--- START ---

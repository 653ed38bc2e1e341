//! Error types for the driver
//!
//! This module defines error types for configuration building ([`BuilderError`])
//! and display operations ([`Error`]).
//!
//! ## Error Types
//!
//! - [`BuilderError`] - Errors during configuration construction
//! - [`Error`] - Runtime errors during display operations
//! - [`InterfaceError`](crate::interface::InterfaceError) - Low-level GPIO errors
//!
//! With the default configuration the only runtime errors are GPIO failures
//! reported by the HAL. A controller that never clears its busy flag blocks
//! the caller; set [`Builder::busy_poll_limit`](crate::Builder::busy_poll_limit)
//! to get [`Error::BusyTimeout`] instead.
//!
//! ## Example
//!
//! ```
//! use hd44780_nibble::{Builder, BuilderError, Timing};
//!
//! // The first reset probe needs at least 4.1ms
//! let timing = Timing { first_probe_us: 1_000, ..Timing::default() };
//! let result = Builder::new().timing(timing).build();
//! assert!(matches!(result, Err(BuilderError::DelayTooShort { .. })));
//! ```

use crate::config::{Font, Lines};
use crate::init::InitStep;
use crate::interface::Bus;

/// Errors that can occur when driving the display
///
/// Generic over the bus type to preserve the specific error type.
#[derive(Debug)]
pub enum Error<B: Bus> {
    /// Bus error (GPIO)
    ///
    /// Wraps the underlying hardware error from the [`Bus`] implementation.
    Bus(B::Error),
    /// The busy flag stayed set for the whole configured poll budget
    ///
    /// Only returned when a poll limit is configured. The bus has already
    /// been switched back to write direction.
    BusyTimeout {
        /// Number of polls performed
        polls: u32,
    },
}

impl<B: Bus> core::fmt::Display for Error<B> {
    fn fmt(&self, f: &mut core::fmt::Formatter<'_>) -> core::fmt::Result {
        match self {
            Self::Bus(e) => write!(f, "Bus error: {e:?}"),
            Self::BusyTimeout { polls } => {
                write!(f, "Controller still busy after {polls} polls")
            }
        }
    }
}

impl<B: Bus + core::fmt::Debug> core::error::Error for Error<B> {}

/// Errors that can occur when building configuration
///
/// These errors occur during the builder pattern before the driver is created.
#[derive(Debug, PartialEq, Eq)]
pub enum BuilderError {
    /// A cold-start delay is shorter than the datasheet allows
    DelayTooShort {
        /// Step the delay follows
        step: InitStep,
        /// Datasheet minimum in microseconds
        minimum_us: u32,
        /// Configured value in microseconds
        provided_us: u32,
    },
    /// The font is not available with this many lines
    ///
    /// The controller only draws 5x10 characters in one-line mode.
    UnsupportedFont {
        /// Configured line count
        lines: Lines,
        /// Configured font
        font: Font,
    },
}

impl core::fmt::Display for BuilderError {
    fn fmt(&self, f: &mut core::fmt::Formatter<'_>) -> core::fmt::Result {
        match self {
            Self::DelayTooShort {
                step,
                minimum_us,
                provided_us,
            } => write!(
                f,
                "Delay after {step} too short: {provided_us}us (min {minimum_us}us)"
            ),
            Self::UnsupportedFont { lines, font } => {
                write!(f, "Font {font:?} not available with {lines:?} lines")
            }
        }
    }
}

impl core::error::Error for BuilderError {}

--- END ---

PROMPT.
The first line of the records and every line down to the line with "busy flag blocks" must be quoted exactly; leave out all else.

OUTPUT FOR THIS EXERCISE.
repository 653ed38bc2e1e341
//! Error types for the driver
//!
//! This module defines error types for configuration building ([`BuilderError`])
//! and display operations ([`Error`]).
//!
//! ## Error Types
//!
//! - [`BuilderError`] - Errors during configuration construction
//! - [`Error`] - Runtime errors during display operations
//! - [`InterfaceError`](crate::interface::InterfaceError) - Low-level GPIO errors
//!
//! With the default configuration the only runtime errors are GPIO failures
//! reported by the HAL. A controller that never clears its busy flag blocks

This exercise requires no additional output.